Many chest abnormalities can lead to life-threatening diseases if not detected and monitored early. Some of these abnormalities show radiologic progression and are associated with increased mortality rates. One such group of abnormalities is interstitial lung abnormalities (ILAs). Interstitial lung abnormalities can be defined as non-dependent, parenchymal abnormalities that are often found incidentally on chest CT scans. ILAs can pose a significant risk of progressing into interstitial lung diseases (ILDs), which can severely impact the overall health of a patient.

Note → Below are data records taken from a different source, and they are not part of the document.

// SPDX-License-Identifier: AGPL-3.0-only
// Copyright (C) 2024 Jonathan Lee
// This program is free software: you can redistribute it and/or modify
// it under the terms of the GNU Affero General Public License version 3
// as published by the Free Software Foundation.
// This program is distributed in the hope that it will be useful,
// but WITHOUT ANY WARRANTY; without even the implied warranty of
// MERCHANTABILITY or FITNESS FOR A PARTICULAR PURPOSE.
// See the GNU Affero General Public License for more details.
// You should have received a copy of the GNU Affero General Public License
// along with this program. If not, see https://www.gnu.org/licenses/.

use chrono::{DateTime, Utc};
use std::collections::{BTreeSet, HashMap};
use std::time::{Duration, Instant};

/// Lowercased, trimmed form used for comparison. Numeric-looking input that
/// round-trips as a whole number collapses to its integer spelling, so "42.0"
/// and "42" compare equal.
pub fn normalize_key(raw: &str) -> String {
    let trimmed = raw.trim();
    if let Ok(number) = trimmed.parse::<f64>() {
        if number.is_finite() && number.fract() == 0.0 && number.abs() < 1e15 {
            return format!("{}", number as i64);
        }
    }
    trimmed.to_lowercase()
}

/// Snapshot of the distinct values of one category. Replaced wholesale on refresh.
#[derive(Debug, Clone)]
pub struct CanonicalValueSet {
    category: String,
    values: Vec<String>,
    keys: Vec<String>,
    exact: HashMap<String, usize>,
    loaded_at: DateTime<Utc>,
    loaded: Instant,
}

impl CanonicalValueSet {
    /// Values are deduplicated and kept in lexical order, which fixes tie-breaking.
    pub fn new(category: impl Into<String>, values: impl IntoIterator<Item = String>) -> Self {
        let values: Vec<String> = values
            .into_iter()
            .filter(|v| !v.trim().is_empty())
            .collect::<BTreeSet<_>>()
            .into_iter()
            .collect();
        let keys: Vec<String> = values.iter().map(|v| normalize_key(v)).collect();
        let mut exact = HashMap::with_capacity(keys.len());
        for (idx, key) in keys.iter().enumerate() {
            exact.entry(key.clone()).or_insert(idx);
        }
        Self {
            category: category.into(),
            values,
            keys,
            exact,
            loaded_at: Utc::now(),
            loaded: Instant::now(),
        }
    }

    pub fn category(&self) -> &str {
        &self.category
    }

    pub fn len(&self) -> usize {
        self.values.len()
    }

    pub fn is_empty(&self) -> bool {
        self.values.is_empty()
    }

    pub fn values(&self) -> &[String] {
        &self.values
    }

    pub fn loaded_at(&self) -> DateTime<Utc> {
        self.loaded_at
    }

    pub fn age(&self) -> Duration {
        self.loaded.elapsed()
    }

    pub fn is_expired(&self, ttl: Duration) -> bool {
        self.age() >= ttl
    }

    /// Canonical casing for a normalized key.
    pub fn exact(&self, key: &str) -> Option<&str> {
        self.exact.get(key).map(|&idx| self.values[idx].as_str())
    }

    /// `(canonical, normalized)` pairs in deterministic order.
    pub fn entries(&self) -> impl Iterator<Item = (&str, &str)> {
        self.values
            .iter()
            .map(String::as_str)
            .zip(self.keys.iter().map(String::as_str))
    }
}

#[cfg(test)]
mod tests {
    use super::*;

    #[test]
    fn numeric_spellings_collapse() {
        assert_eq!(normalize_key("42.0"), "42");
        assert_eq!(normalize_key(" 42 "), "42");
        assert_eq!(normalize_key("42.5"), "42.5");
        assert_eq!(normalize_key("NaN"), "nan");
        assert_eq!(normalize_key("Road Bikes"), "road bikes");
    }

    #[test]
    fn set_is_sorted_and_deduplicated() {
        let set = CanonicalValueSet::new(
            "product_category",
            vec!["Clothing".to_string(), "Bikes".into(), "Clothing".into(), " ".into()],
        );
        assert_eq!(set.values(), ["Bikes", "Clothing"]);
        assert_eq!(set.exact("bikes"), Some("Bikes"));
        assert!(!set.is_expired(Duration::from_secs(60)));
    }
}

According to the Fleischner Society’s position paper [1], ILAs have been associated with higher mortality rates in patients with lung cancer and chronic obstructive pulmonary disease (COPD. With an increasing awareness of ILAs and their potential implications, the role of radiologists in detecting and reporting them has become more critical [2]. However, identifying these abnormalities on chest CT scans is a complex and time-consuming process, requiring careful examination of hundreds of chest CT image slices for each patient.
To address this challenge, our deep learning approach is designed to assist physicians by automating and enhancing the detection of chest abnormalities, including ILAs. By integrating AI into the radiology workflow, our system can help radiologists identify abnormalities more efficiently. The proposed study aims to support doctors in making early, well-informed patient management decisions, ultimately leading to timely interventions and better patient outcomes.